The task
Copy out exactly the lines below that run from the one holding "an empty stack." to the one holding "impl Display for SyntaxElement", keeping both of those lines and no others.

Stored data
+++
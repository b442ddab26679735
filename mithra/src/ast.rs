use json::JsonValue;
use rmp_serde::{decode, encode};
use serde::{Deserialize, Serialize};

use crate::error::{Error, Tagged};
use crate::object::{IntVariant, Key, Object};

/// Version tag of the compiled program format. Bump whenever [`Expr`] changes
/// shape.
const SERIALIZE_VERSION: i32 = 1;

/// A node in the abstract syntax tree.
///
/// Nodes are immutable after construction. Evaluating an [`Expr::Assignment`]
/// binds a name in the interpreter's environment, but never changes the tree
/// itself, so the same tree can be evaluated any number of times.
#[derive(Debug, Clone, PartialEq, Serialize, Deserialize)]
pub enum Expr {
    /// A self-evaluating primitive. The grammar produces integer and string
    /// literals; floats and booleans may be constructed directly.
    Literal(Object),

    /// A reference to a variable, resolved at evaluation time.
    Variable(Key),

    /// A call to a built-in function. Arguments are evaluated in order.
    FunctionCall {
        name: Key,
        args: Vec<Expr>,
    },

    /// A 'name = expr' statement.
    Assignment {
        name: Key,
        expr: Box<Expr>,
    },

    /// A user-defined function. The grammar never produces this node, and the
    /// evaluator rejects it.
    Function {
        name: Key,
        params: Vec<Key>,
        body: Vec<Expr>,
    },
}

impl Expr {
    pub fn integer<T>(value: T) -> Expr where IntVariant: From<T> { Expr::Literal(Object::int(value)) }
    pub fn float(value: f64) -> Expr { Expr::Literal(Object::float(value)) }
    pub fn boolean(value: bool) -> Expr { Expr::Literal(Object::bool(value)) }
    pub fn string(value: impl AsRef<str>) -> Expr { Expr::Literal(Object::str(value)) }

    pub fn var(name: impl AsRef<str>) -> Expr { Expr::Variable(Key::new(name)) }

    pub fn call<T>(name: impl AsRef<str>, args: T) -> Expr where T: ToArgs {
        Expr::FunctionCall {
            name: Key::new(name),
            args: args.to_args(),
        }
    }

    pub fn assign<T>(name: impl AsRef<str>, expr: T) -> Expr where T: ToAst {
        Expr::Assignment {
            name: Key::new(name),
            expr: Box::new(expr.to_ast()),
        }
    }

    /// Depth of nested function calls in this tree. Literals and variables
    /// have depth zero.
    pub fn nesting(&self) -> usize {
        match self {
            Expr::Literal(_) | Expr::Variable(_) => 0,
            Expr::FunctionCall { args, .. } => {
                1 + args.iter().map(Expr::nesting).max().unwrap_or(0)
            }
            Expr::Assignment { expr, .. } => expr.nesting(),
            Expr::Function { body, .. } => body.iter().map(Expr::nesting).max().unwrap_or(0),
        }
    }
}

impl TryFrom<&Expr> for JsonValue {
    type Error = Error;

    fn try_from(value: &Expr) -> Result<Self, Self::Error> {
        let mut retval = JsonValue::new_object();
        match value {
            Expr::Literal(obj) => {
                retval["literal"] = JsonValue::try_from(obj)?;
            }
            Expr::Variable(name) => {
                retval["variable"] = JsonValue::from(name.as_str());
            }
            Expr::FunctionCall { name, args } => {
                retval["call"] = JsonValue::from(name.as_str());
                retval["args"] = JsonValue::Array(
                    args.iter().map(JsonValue::try_from).collect::<Result<_, _>>()?
                );
            }
            Expr::Assignment { name, expr } => {
                retval["assign"] = JsonValue::from(name.as_str());
                retval["expr"] = JsonValue::try_from(&**expr)?;
            }
            Expr::Function { name, params, body } => {
                retval["function"] = JsonValue::from(name.as_str());
                retval["params"] = JsonValue::Array(
                    params.iter().map(|param| JsonValue::from(param.as_str())).collect()
                );
                retval["body"] = JsonValue::Array(
                    body.iter().map(JsonValue::try_from).collect::<Result<_, _>>()?
                );
            }
        }
        Ok(retval)
    }
}


/// A parsed program: one tagged statement per source line that parsed.
#[derive(Debug, Clone, PartialEq, Default, Serialize, Deserialize)]
pub struct Program {
    statements: Vec<Tagged<Expr>>,
}

impl Program {
    pub fn new(statements: Vec<Tagged<Expr>>) -> Program {
        Program { statements }
    }

    pub fn len(&self) -> usize {
        self.statements.len()
    }

    pub fn is_empty(&self) -> bool {
        self.statements.is_empty()
    }

    pub fn iter(&self) -> std::slice::Iter<'_, Tagged<Expr>> {
        self.statements.iter()
    }

    /// Serialize this program to a byte vector, so that it can be run later
    /// without parsing.
    pub fn serialize(&self) -> Option<Vec<u8>> {
        encode::to_vec(&(SERIALIZE_VERSION, self)).ok()
    }

    /// Deserialize a program from a byte vector. Data written by an older
    /// format version is rejected.
    pub fn deserialize(data: &[u8]) -> Option<Program> {
        let (version, retval) = decode::from_slice::<(i32, Program)>(data).ok()?;
        if version < SERIALIZE_VERSION {
            None
        } else {
            Some(retval)
        }
    }
}

impl<'a> IntoIterator for &'a Program {
    type Item = &'a Tagged<Expr>;
    type IntoIter = std::slice::Iter<'a, Tagged<Expr>>;
    fn into_iter(self) -> Self::IntoIter {
        self.statements.iter()
    }
}

impl TryFrom<&Program> for JsonValue {
    type Error = Error;

    fn try_from(value: &Program) -> Result<Self, Self::Error> {
        Ok(JsonValue::Array(
            value.iter().map(|stmt| JsonValue::try_from(&**stmt)).collect::<Result<_, _>>()?
        ))
    }
}


// Builders
// ------------------------------------------------------------------------------------------------

/// Conversion of plain Rust values to AST nodes, for building trees by hand.
pub trait ToAst {
    fn to_ast(self) -> Expr;
}

impl ToAst for Expr {
    fn to_ast(self) -> Expr { self }
}

impl ToAst for i64 {
    fn to_ast(self) -> Expr { Expr::integer(self) }
}

impl ToAst for i32 {
    fn to_ast(self) -> Expr { Expr::integer(self as i64) }
}

impl ToAst for f64 {
    fn to_ast(self) -> Expr { Expr::float(self) }
}

impl ToAst for bool {
    fn to_ast(self) -> Expr { Expr::boolean(self) }
}

impl ToAst for &str {
    fn to_ast(self) -> Expr { Expr::string(self) }
}

/// Argument lists for [`Expr::call`]: tuples of anything convertible to AST
/// nodes, or a ready-made vector.
pub trait ToArgs {
    fn to_args(self) -> Vec<Expr>;
}

impl ToArgs for Vec<Expr> {
    fn to_args(self) -> Vec<Expr> { self }
}

impl<A> ToArgs for (A,) where A: ToAst {
    fn to_args(self) -> Vec<Expr> {
        vec![self.0.to_ast()]
    }
}

impl<A, B> ToArgs for (A, B) where A: ToAst, B: ToAst {
    fn to_args(self) -> Vec<Expr> {
        vec![self.0.to_ast(), self.1.to_ast()]
    }
}

impl<A, B, C> ToArgs for (A, B, C) where A: ToAst, B: ToAst, C: ToAst {
    fn to_args(self) -> Vec<Expr> {
        vec![self.0.to_ast(), self.1.to_ast(), self.2.to_ast()]
    }
}

/// Provides the `var` method for turning names into variable references.
pub trait IdAble {
    fn var(self) -> Expr;
}

impl<T> IdAble for T where T: AsRef<str> {
    fn var(self) -> Expr { Expr::var(self) }
}
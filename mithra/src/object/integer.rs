//! Integer implementation.

use std::fmt::Display;
use std::rc::Rc;

use num_bigint::BigInt;
use num_traits::{FromPrimitive, ToPrimitive, Zero};
use serde::{Deserialize, Serialize};


/// An integer of unbounded size.
///
/// Anything that fits in 64 bits is stored as a machine integer, so that two
/// equal numbers always have the same representation.
#[derive(Clone, Debug, PartialEq, Serialize, Deserialize)]
pub enum IntVariant {
    /// Machine integers.
    Small(i64),

    /// Bignums, always outside the range of `i64`.
    Big(Rc<BigInt>),
}

impl From<BigInt> for IntVariant {
    fn from(value: BigInt) -> Self {
        value.to_i64().map(Self::Small).unwrap_or_else(|| Self::Big(Rc::new(value)))
    }
}

impl From<i64> for IntVariant {
    fn from(value: i64) -> Self {
        Self::Small(value)
    }
}

impl From<i32> for IntVariant {
    fn from(value: i32) -> Self {
        Self::Small(value as i64)
    }
}

impl Display for IntVariant {
    fn fmt(&self, f: &mut std::fmt::Formatter<'_>) -> std::fmt::Result {
        match self {
            Self::Small(x) => f.write_fmt(format_args!("{}", x)),
            Self::Big(x) => f.write_fmt(format_args!("{}", x)),
        }
    }
}

impl IntVariant {
    /// Sum of two integers.
    pub fn add(&self, other: &IntVariant) -> IntVariant {
        self.operate(other, i64::checked_add, |x, y| x + y)
    }

    /// Difference of two integers.
    pub fn sub(&self, other: &IntVariant) -> IntVariant {
        self.operate(other, i64::checked_sub, |x, y| x - y)
    }

    /// Product of two integers.
    pub fn mul(&self, other: &IntVariant) -> IntVariant {
        self.operate(other, i64::checked_mul, |x, y| x * y)
    }

    /// Mathematical ratio of two integers. The caller checks for zero.
    pub fn div(&self, other: &IntVariant) -> f64 {
        match (self, other) {
            (Self::Small(x), Self::Small(y)) => (*x as f64) / (*y as f64),
            _ => self.to_f64() / other.to_f64(),
        }
    }

    /// Apply `ixi` to two machine integers, falling back to `bxb` on bignums
    /// if either operand is big or `ixi` overflows.
    fn operate(
        &self,
        other: &IntVariant,
        ixi: impl Fn(i64, i64) -> Option<i64>,
        bxb: impl Fn(&BigInt, &BigInt) -> BigInt,
    ) -> IntVariant {
        match (self, other) {
            (Self::Small(x), Self::Small(y)) => ixi(*x, *y)
                .map(Self::Small)
                .unwrap_or_else(|| Self::from(bxb(&BigInt::from(*x), &BigInt::from(*y)))),
            _ => Self::from(bxb(&self.to_big(), &other.to_big())),
        }
    }

    pub fn to_big(&self) -> BigInt {
        match self {
            Self::Small(x) => BigInt::from(*x),
            Self::Big(x) => BigInt::clone(x),
        }
    }

    /// Convert to the nearest float. Bignums beyond the float range become
    /// infinite.
    pub fn to_f64(&self) -> f64 {
        match self {
            Self::Small(x) => *x as f64,
            Self::Big(x) => x.to_f64().unwrap_or(f64::NAN),
        }
    }

    pub fn is_zero(&self) -> bool {
        match self {
            Self::Small(x) => *x == 0,
            Self::Big(x) => x.is_zero(),
        }
    }

    /// Exact numeric comparison with a float.
    pub fn eq_float(&self, other: f64) -> bool {
        if other.fract() != 0.0 {
            return false;
        }
        match self {
            Self::Small(x) => i64::from_f64(other) == Some(*x),
            Self::Big(x) => BigInt::from_f64(other).as_ref() == Some(&**x),
        }
    }
}
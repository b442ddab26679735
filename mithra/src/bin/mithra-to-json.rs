use std::path::PathBuf;
use std::process::exit;

use clap::Parser;
use json::{stringify_pretty, JsonValue};

use mithra::{
    parse_program, parse_program_strict, read_program, read_source, write_program,
    Error, Interpreter, Program,
};

#[derive(Parser)]
struct Cli {
    /// Program text to run
    #[arg(short = 'c', conflicts_with = "path")]
    code: Option<String>,

    /// Report lines that don't parse instead of skipping them
    #[arg(long)]
    strict: bool,

    /// Print the parsed program instead of running it
    #[arg(long)]
    ast: bool,

    /// Treat PATH as a compiled program
    #[arg(long, requires = "path")]
    compiled: bool,

    /// Write the parsed program to OUT instead of running it
    #[arg(long, value_name = "OUT")]
    compile: Option<PathBuf>,

    path: Option<PathBuf>,
}

fn fail(error: Error) -> ! {
    match error.rendered() {
        Some(e) => eprintln!("{}", e),
        None => eprintln!("Error: {:?}", error),
    }
    exit(1);
}

fn parse(code: &str, strict: bool) -> Program {
    if strict {
        parse_program_strict(code).unwrap_or_else(|err| fail(Error::from(err).render(Some(code))))
    } else {
        parse_program(code)
    }
}

fn main() {
    let args = Cli::parse();

    let (program, code) = match (&args.path, &args.code) {
        (Some(path), _) if args.compiled => (read_program(path).unwrap_or_else(|e| fail(e)), None),
        (Some(path), _) => {
            let code = read_source(path).unwrap_or_else(|e| fail(e));
            (parse(&code, args.strict), Some(code))
        }
        (None, Some(code)) => (parse(code, args.strict), Some(code.clone())),
        (None, None) => {
            eprintln!("Error: no code or path to file given");
            exit(1);
        }
    };

    if let Some(out) = &args.compile {
        write_program(&program, out).unwrap_or_else(|e| fail(e));
        return;
    }

    if args.ast {
        match JsonValue::try_from(&program) {
            Ok(val) => println!("{}", stringify_pretty(val, 4)),
            Err(e) => fail(e.render(code.as_deref())),
        }
        return;
    }

    let mut interpreter = Interpreter::new();
    if let Err(e) = interpreter.run(&program) {
        fail(e.render(code.as_deref()));
    }

    match JsonValue::try_from(interpreter.memory()) {
        Ok(val) => println!("{}", stringify_pretty(val, 4)),
        Err(e) => fail(e.render(code.as_deref())),
    }
}
use std::cmp::min;
use std::fmt::{Debug, Display, Write};
use std::ops::Deref;
use std::path::PathBuf;

use serde::{Deserialize, Serialize};

use crate::object::{Key, Type};

/// Marks a position in a text buffer.
#[derive(Debug, Clone, Copy, PartialEq, Serialize, Deserialize)]
pub struct Position {
    offset: usize,
    line: u32,
    column: u32,
}

impl Position {
    /// Construct a new position from offset, line and column (all 0-indexed).
    pub fn new(offset: usize, line: u32, column: u32) -> Position {
        Position {
            offset,
            line,
            column,
        }
    }

    /// Return the zero-indexed offset into the buffer, counted in characters.
    pub fn offset(&self) -> usize {
        self.offset
    }

    /// Return the zero-indexed line number.
    pub fn line(&self) -> u32 {
        self.line
    }

    /// Return the zero-indexed column number.
    pub fn column(&self) -> u32 {
        self.column
    }

    /// Return a new span starting at this position with a certain length.
    pub fn with_length(&self, length: usize) -> Span {
        Span {
            start: *self,
            length,
        }
    }
}

/// Mark an interval of text in a buffer starting at a `Position` with a length.
#[derive(Debug, Clone, Copy, PartialEq, Serialize, Deserialize)]
pub struct Span {
    start: Position,
    length: usize,
}

impl Span {
    /// The offset of the start of the span into the buffer.
    pub fn offset(&self) -> usize {
        self.start.offset
    }

    /// The zero-indexed line number of the start of the span.
    pub fn line(&self) -> u32 {
        self.start.line
    }

    /// The zero-indexed column number of the start of the span.
    pub fn column(&self) -> u32 {
        self.start.column
    }

    /// The length of the span.
    pub fn length(&self) -> usize {
        self.length
    }
}

impl<T> From<&Tagged<T>> for Span {
    fn from(value: &Tagged<T>) -> Self {
        value.span()
    }
}

/// A wrapper for marking any object with a text span pointing to its origin in
/// a source file.
///
/// Top-level statements are tagged, so that evaluation errors can point back
/// at the line they came from.
#[derive(Clone, PartialEq, Serialize, Deserialize)]
pub struct Tagged<T> {
    span: Span,
    contents: T,
}

impl<T> Tagged<T> {
    /// Construct a new Tagged wrapper.
    pub fn new(location: Span, contents: T) -> Tagged<T> {
        Tagged::<T> {
            span: location,
            contents,
        }
    }

    /// Return the text span.
    pub fn span(&self) -> Span {
        self.span
    }

    /// Destroy the wrapper and return its contents.
    pub fn unwrap(self) -> T {
        self.contents
    }
}

impl<T: Debug> Debug for Tagged<T> {
    fn fmt(&self, f: &mut std::fmt::Formatter<'_>) -> std::fmt::Result {
        self.contents.fmt(f)?;
        let span = self.span;
        f.write_fmt(format_args!(
            ".tag({}:{}, {}..{})",
            span.line() + 1,
            span.column() + 1,
            span.offset(),
            span.offset() + span.length()
        ))
    }
}

impl<T> Deref for Tagged<T> {
    type Target = T;
    fn deref(&self) -> &Self::Target {
        &self.contents
    }
}

/// Failure value of every parser.
///
/// A failed parse is not an error by itself: ordered choice uses it to move on
/// to the next alternative. Only the top-level driver decides whether it is
/// reported or the line is dropped.
#[derive(Clone, Copy, Debug, PartialEq)]
pub struct SyntaxError {
    position: Position,
    reason: Option<Syntax>,
}

impl SyntaxError {
    /// Create a new syntax error.
    pub fn new(position: Position, reason: Option<Syntax>) -> SyntaxError {
        SyntaxError { position, reason }
    }

    /// The position at which the parser gave up.
    pub fn position(&self) -> Position {
        self.position
    }

    /// The reason the parser gave up, if known.
    pub fn reason(&self) -> Option<Syntax> {
        self.reason
    }

    /// Convert to the general error type.
    pub fn to_error(self) -> Error {
        let SyntaxError { position, reason } = self;
        Error {
            locations: Some(vec![(position.with_length(1), Action::Parse)]),
            reason: reason.map(Reason::Syntax),
            rendered: None,
        }
    }
}

/// A complete enumeration of all grammatical elements in the language.
#[derive(Debug, Clone, Copy, PartialEq)]
pub enum SyntaxElement {
    /// End of input stream
    EndOfInput,

    /// An expression
    Expression,

    /// An identifier (variable or function name)
    Identifier,

    /// An integer literal
    Integer,

    /// A double-quoted string literal
    String,

    /// A fixed piece of text, such as '(' or ' = '
    Literal(&'static str),
}

/// Enumerates all the possible reasons for a syntax error.
#[derive(Debug, Clone, Copy, PartialEq)]
pub enum Syntax {
    /// Input ended too soon
    UnexpectedEof,

    /// Expected a grammatical element but found another
    ExpectedOne(SyntaxElement),

    /// Expected one of two grammatical elements but found another
    ExpectedTwo(SyntaxElement, SyntaxElement),

    /// Function calls nested beyond the parser's limit
    TooDeep,
}

impl From<SyntaxElement> for Syntax {
    fn from(value: SyntaxElement) -> Self {
        Self::ExpectedOne(value)
    }
}

impl From<(SyntaxElement, SyntaxElement)> for Syntax {
    fn from((x, y): (SyntaxElement, SyntaxElement)) -> Self {
        Self::ExpectedTwo(x, y)
    }
}

/// Enumerates different internal errors that should never happen.
#[derive(Debug, Clone, Copy, PartialEq)]
pub enum Internal {
    /// An AST node that the evaluator has no rule for.
    UnsupportedNode,
}

impl Internal {
    fn error_code(&self) -> usize {
        match self {
            Self::UnsupportedNode => 1,
        }
    }
}

/// Operators implemented by the numeric built-in functions.
#[derive(Debug, Clone, Copy, PartialEq)]
pub enum BinOp {
    Add,
    Subtract,
    Multiply,
    Divide,
}

/// Enumerates different type mismatch reasons.
#[derive(Debug, Clone, Copy, PartialEq)]
pub enum TypeMismatch {
    /// Wrong number of arguments to a function.
    ArgCount {
        /// Lower bound on number of arguments.
        low: usize,

        /// Upper bound on number of arguments.
        high: usize,

        /// Number of arguments received.
        received: usize,
    },

    /// Unsupported operand types for a numeric operation.
    BinOp(Type, Type, BinOp),
}

/// Enumerates different value-based error reasons.
#[derive(Debug, Clone, Copy, PartialEq)]
pub enum Value {
    /// Divisor was zero.
    DivideByZero,

    /// Integer too large for the requested format (e.g. JSON).
    TooLarge,

    /// Value can't be represented in the requested format (e.g. NaN in JSON).
    OutOfRange,
}

/// Enumerates different file system error reasons.
#[derive(Debug, Clone, PartialEq)]
pub enum FileSystem {
    /// Unable to read from file.
    Read(PathBuf),

    /// Unable to write to file.
    Write(PathBuf),

    /// File contents are not a compiled program.
    Decode(PathBuf),
}

/// Grand enumeration of all possible error reasons.
#[derive(Debug, Clone, PartialEq)]
pub enum Reason {
    /// Syntax error.
    Syntax(Syntax),

    /// A variable was read before anything was assigned to it.
    Unbound(Key),

    /// A call to a function which is not a built-in.
    UnknownFunction(Key),

    /// Internal error - should never happen.
    Internal(Internal),

    /// Type mismatch errors.
    TypeMismatch(TypeMismatch),

    /// Value-based errors (type was correct).
    Value(Value),

    /// File system errors.
    FileSystem(FileSystem),
}

impl From<Syntax> for Reason {
    fn from(value: Syntax) -> Self {
        Self::Syntax(value)
    }
}

impl From<Internal> for Reason {
    fn from(value: Internal) -> Self {
        Self::Internal(value)
    }
}

impl From<TypeMismatch> for Reason {
    fn from(value: TypeMismatch) -> Self {
        Self::TypeMismatch(value)
    }
}

impl From<Value> for Reason {
    fn from(value: Value) -> Self {
        Self::Value(value)
    }
}

impl From<FileSystem> for Reason {
    fn from(value: FileSystem) -> Self {
        Self::FileSystem(value)
    }
}

/// Enumerates all different 'actions' - things that might go wrong.
#[derive(Debug, Clone, Copy, PartialEq)]
pub enum Action {
    /// Parsing phase.
    Parse,

    /// Evaluating a statement.
    Evaluate,
}

/// The fatal error type. Anything which is not a silently dropped parse
/// failure ends up here.
#[derive(Debug, Clone, PartialEq, Default)]
pub struct Error {
    /// Stack of locations where the error happened.
    locations: Option<Vec<(Span, Action)>>,

    /// Reason for the error.
    reason: Option<Reason>,

    /// Human friendly string representation.
    rendered: Option<String>,
}

impl Error {
    /// Construct a new error with an empty stack.
    pub(crate) fn new<T>(reason: T) -> Self
    where
        Reason: From<T>,
    {
        Self {
            locations: None,
            reason: Some(Reason::from(reason)),
            rendered: None,
        }
    }

    /// Append a location to the stack. Takes ownership and returns the same
    /// object, for ease of use with `Result::map_err`.
    pub(crate) fn tag<T>(mut self, loc: T, action: Action) -> Self
    where
        Span: From<T>,
    {
        match &mut self.locations {
            None => {
                self.locations = Some(vec![(Span::from(loc), action)]);
            }
            Some(vec) => {
                vec.push((Span::from(loc), action));
            }
        }
        self
    }

    /// Get the reason
    pub fn reason(&self) -> Option<&Reason> {
        self.reason.as_ref()
    }

    /// Get the stack of locations
    pub fn locations(&self) -> &[(Span, Action)] {
        self.locations.as_deref().unwrap_or(&[])
    }

    /// Get the human-friendly text
    pub fn rendered(&self) -> Option<&str> {
        self.rendered.as_deref()
    }

    /// Remove the human-friendly string representation.
    pub fn unrender(mut self) -> Self {
        self.rendered = None;
        self
    }

    /// Add a human-friendly string representation.
    pub fn render(mut self, code: Option<&str>) -> Self {
        if self.rendered.is_none() {
            self.rendered = Some(format!("{}", ErrorRenderer(&self, code)));
        }
        self
    }
}

impl From<SyntaxError> for Error {
    fn from(value: SyntaxError) -> Self {
        value.to_error()
    }
}

impl Display for SyntaxElement {
    fn fmt(&self, f: &mut std::fmt::Formatter<'_>) -> std::fmt::Result {
        match self {
            Self::EndOfInput => f.write_str("end of input"),
            Self::Expression => f.write_str("expression"),
            Self::Identifier => f.write_str("identifier"),
            Self::Integer => f.write_str("integer"),
            Self::String => f.write_str("string"),
            Self::Literal(text) => f.write_fmt(format_args!("'{}'", text)),
        }
    }
}

impl Display for BinOp {
    fn fmt(&self, f: &mut std::fmt::Formatter<'_>) -> std::fmt::Result {
        match self {
            Self::Add => f.write_str("+"),
            Self::Subtract => f.write_str("-"),
            Self::Multiply => f.write_str("*"),
            Self::Divide => f.write_str("/"),
        }
    }
}

impl Display for Reason {
    fn fmt(&self, f: &mut std::fmt::Formatter<'_>) -> std::fmt::Result {
        match self {
            Self::Syntax(Syntax::UnexpectedEof) => f.write_str("unexpected end of input"),
            Self::Syntax(Syntax::ExpectedOne(x)) => f.write_fmt(format_args!("expected {}", x)),
            Self::Syntax(Syntax::ExpectedTwo(x, y)) => {
                f.write_fmt(format_args!("expected {} or {}", x, y))
            }
            Self::Syntax(Syntax::TooDeep) => f.write_str("function calls nested too deeply"),

            Self::Unbound(key) => f.write_fmt(format_args!("unbound name '{}'", key)),

            Self::UnknownFunction(key) => f.write_fmt(format_args!("unknown function '{}'", key)),

            Self::Internal(reason) => f.write_fmt(format_args!(
                "internal error {:03} - this should not happen, please file a bug report",
                reason.error_code()
            )),

            Self::TypeMismatch(TypeMismatch::ArgCount {
                low,
                high,
                received,
            }) => {
                if low == high && *high == 1 {
                    f.write_fmt(format_args!("expected 1 argument, got {}", received))
                } else if low == high {
                    f.write_fmt(format_args!("expected {} arguments, got {}", low, received))
                } else {
                    f.write_fmt(format_args!(
                        "expected {} to {} arguments, got {}",
                        low, high, received
                    ))
                }
            }
            Self::TypeMismatch(TypeMismatch::BinOp(l, r, op)) => f.write_fmt(format_args!(
                "unsuitable types for '{}': {} and {}",
                op, l, r
            )),

            Self::Value(Value::DivideByZero) => f.write_str("division by zero"),
            Self::Value(Value::TooLarge) => f.write_str("value too large"),
            Self::Value(Value::OutOfRange) => f.write_str("value out of range"),

            Self::FileSystem(FileSystem::Read(p)) => {
                f.write_fmt(format_args!("couldn't read file: {}", p.display()))
            }
            Self::FileSystem(FileSystem::Write(p)) => {
                f.write_fmt(format_args!("couldn't write file: {}", p.display()))
            }
            Self::FileSystem(FileSystem::Decode(p)) => {
                f.write_fmt(format_args!("not a compiled program: {}", p.display()))
            }
        }
    }
}

impl Display for Action {
    fn fmt(&self, f: &mut std::fmt::Formatter<'_>) -> std::fmt::Result {
        match self {
            Self::Evaluate => f.write_str("evaluating"),
            Self::Parse => f.write_str("parsing"),
        }
    }
}

/// Utility struct for facilitating error rendering.
///
/// Has access to both the error and the code, so that it can just implement the
/// Display trait.
struct ErrorRenderer<'a>(&'a Error, Option<&'a str>);

impl<'a> Display for ErrorRenderer<'a> {
    fn fmt(&self, f: &mut std::fmt::Formatter<'_>) -> std::fmt::Result {
        let ErrorRenderer(err, code) = self;

        match err.reason.as_ref() {
            Some(reason) => f.write_fmt(format_args!("Error: {}", reason))?,
            None => f.write_str("Error: unknown reason")?,
        }

        for (loc, act) in err.locations() {
            let line = code.and_then(|code| code.split('\n').nth(loc.line() as usize));
            if let Some(line) = line {
                let line = line.strip_suffix('\r').unwrap_or(line);
                let width = line.chars().count();
                let column = min(loc.column() as usize, width);
                let carets = min(loc.length(), width - column).max(1);

                f.write_char('\n')?;
                f.write_str(line)?;
                f.write_char('\n')?;
                for _ in 0..column {
                    f.write_char(' ')?;
                }
                for _ in 0..carets {
                    f.write_char('^')?;
                }
            }
            f.write_fmt(format_args!(
                "\nwhile {} at {}:{}",
                act,
                loc.line() + 1,
                loc.column() + 1
            ))?;
        }

        Ok(())
    }
}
+++
Result of this exercise
    /// Construct a new error with an empty stack.
    pub(crate) fn new<T>(reason: T) -> Self
    where
        Reason: From<T>,
    {
        Self {
            locations: None,
            reason: Some(Reason::from(reason)),
            rendered: None,
        }
    }

    /// Append a location to the stack. Takes ownership and returns the same
    /// object, for ease of use with `Result::map_err`.
    pub(crate) fn tag<T>(mut self, loc: T, action: Action) -> Self
    where
        Span: From<T>,
    {
        match &mut self.locations {
            None => {
                self.locations = Some(vec![(Span::from(loc), action)]);
            }
            Some(vec) => {
                vec.push((Span::from(loc), action));
            }
        }
        self
    }

    /// Get the reason
    pub fn reason(&self) -> Option<&Reason> {
        self.reason.as_ref()
    }

    /// Get the stack of locations
    pub fn locations(&self) -> &[(Span, Action)] {
        self.locations.as_deref().unwrap_or(&[])
    }

    /// Get the human-friendly text
    pub fn rendered(&self) -> Option<&str> {
        self.rendered.as_deref()
    }

    /// Remove the human-friendly string representation.
    pub fn unrender(mut self) -> Self {
        self.rendered = None;
        self
    }

    /// Add a human-friendly string representation.
    pub fn render(mut self, code: Option<&str>) -> Self {
        if self.rendered.is_none() {
            self.rendered = Some(format!("{}", ErrorRenderer(&self, code)));
        }
        self
    }
}

impl From<SyntaxError> for Error {
    fn from(value: SyntaxError) -> Self {
        value.to_error()
    }
}

impl Display for SyntaxElement {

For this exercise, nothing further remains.